** Opening INPUT DATA block **

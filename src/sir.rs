//! The seeded SIR model.
//!
//! A closed population of 1000 susceptible people is seeded with imported infections for one
//! week, starting on a parameterized day, after which transmission is frequency dependent and
//! infectious people recover at a constant rate.
use log::info;
use time::macros::date;
use time::Date;

use crate::epoch::Epoch;
use crate::error::ModelError;
use crate::model::CompartmentalModel;
use crate::parameters::{param, ParamName, Parameters};
use crate::seeding::get_seed_function;

/// Day zero of model time.
pub const REF_DATE: Date = date!(2019 - 01 - 01);

/// Days of seeding.
pub const SEED_DURATION: f64 = 7.0;

pub const COMPARTMENTS: [&str; 3] = ["S", "I", "R"];

const TIMES: (f64, f64) = (0.0, 100.0);
const POPULATION: f64 = 1000.0;

/// Declares the seeded SIR model. Rates refer to [`Parameters`] by name and are resolved when
/// the model is evaluated.
///
/// # Errors
/// Only if a declaration is inconsistent, which would be a bug in this function.
pub fn build_model() -> Result<CompartmentalModel, ModelError> {
    let mut model = CompartmentalModel::new(TIMES, &COMPARTMENTS, &["I"], Some(REF_DATE))?;

    model.set_initial_population(&[("S", POPULATION)])?;

    // Seed at seed_rate from a parameterized start time for a fixed length of time
    let seed = get_seed_function(
        param(ParamName::SeedStart),
        SEED_DURATION,
        param(ParamName::SeedRate),
    );
    model.add_importation_flow("seed", seed, "I", true)?;

    model.add_infection_frequency_flow("infection", ParamName::ContactRate, "S", "I")?;
    model.add_transition_flow("recovery", ParamName::RecoveryRate, "I", "R")?;

    model.request_output_for_flow("infection", "infection")?;
    for compartment in COMPARTMENTS {
        model.request_output_for_compartments(compartment, &[compartment])?;
    }

    info!(
        "Built SIR model with {} flows and {} outputs",
        model.flows().len(),
        model.outputs().len()
    );
    Ok(model)
}

/// Seeding starts on 1 February; R0 is `contact_rate / recovery_rate = 4`.
#[must_use]
pub fn default_parameters() -> Parameters {
    Parameters {
        seed_start: Epoch::new(REF_DATE).date_to_number(date!(2019 - 02 - 01)),
        seed_rate: 2.0,
        contact_rate: 0.4,
        recovery_rate: 0.1,
    }
}

impl Default for Parameters {
    fn default() -> Self {
        default_parameters()
    }
}

#[cfg(test)]
mod tests {
    use super::*;
    use crate::model::{FlowKind, OutputSource};
    use std::collections::HashSet;

    #[test]
    fn default_seeding_starts_on_day_31() {
        let parameters = Parameters::default();
        assert_eq!(parameters.seed_start, 31.0);
        assert_eq!(parameters.seed_rate, 2.0);
        assert_eq!(parameters.contact_rate, 0.4);
        assert_eq!(parameters.recovery_rate, 0.1);
    }

    #[test]
    fn model_declares_sir() {
        let model = build_model().unwrap();
        assert_eq!(model.times(), (0.0, 100.0));
        assert_eq!(model.compartments(), &["S", "I", "R"]);
        assert_eq!(model.infectious_compartments(), vec!["I"]);
        assert_eq!(model.initial_population(), &[1000.0, 0.0, 0.0]);
        assert_eq!(model.ref_date(), Some(REF_DATE));
    }

    #[test]
    fn model_declares_three_flows() {
        let model = build_model().unwrap();
        let names: HashSet<&str> = model.flows().iter().map(|flow| flow.name()).collect();
        assert_eq!(names, HashSet::from(["seed", "infection", "recovery"]));

        let seed = model.flow("seed").unwrap();
        assert_eq!(seed.kind(), FlowKind::Importation { split_imports: true });
        assert_eq!(seed.source(), None);
        assert_eq!(seed.dest(), 1);

        let infection = model.flow("infection").unwrap();
        assert_eq!(infection.kind(), FlowKind::InfectionFrequency);
        assert_eq!((infection.source(), infection.dest()), (Some(0), 1));

        let recovery = model.flow("recovery").unwrap();
        assert_eq!(recovery.kind(), FlowKind::Transition);
        assert_eq!((recovery.source(), recovery.dest()), (Some(1), 2));
    }

    #[test]
    fn model_requests_incidence_and_sizes() {
        let model = build_model().unwrap();
        let outputs: Vec<(&str, &OutputSource)> = model
            .outputs()
            .iter()
            .map(|output| (output.name(), output.source()))
            .collect();
        assert_eq!(
            outputs,
            vec![
                ("infection", &OutputSource::Flow(1)),
                ("S", &OutputSource::Compartments(vec![0])),
                ("I", &OutputSource::Compartments(vec![1])),
                ("R", &OutputSource::Compartments(vec![2])),
            ]
        );
    }

    #[test]
    fn seed_flow_follows_seed_parameters() {
        let model = build_model().unwrap();
        let seed = model.flow("seed").unwrap().rate();
        let parameters = Parameters::default();
        assert_eq!(seed.evaluate(30.0, &parameters).unwrap(), 0.0);
        for t in 31..=37 {
            assert_eq!(seed.evaluate(f64::from(t), &parameters).unwrap(), 2.0);
        }
        assert_eq!(seed.evaluate(38.0, &parameters).unwrap(), 0.0);
    }
}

** Closing INPUT DATA block **

**TASK DIRECTIONS**
Look through the material and copy each line that has "which".

**OUTPUT BELOW**
//! week, starting on a parameterized day, after which transmission is frequency dependent and
/// Only if a declaration is inconsistent, which would be a bug in this function.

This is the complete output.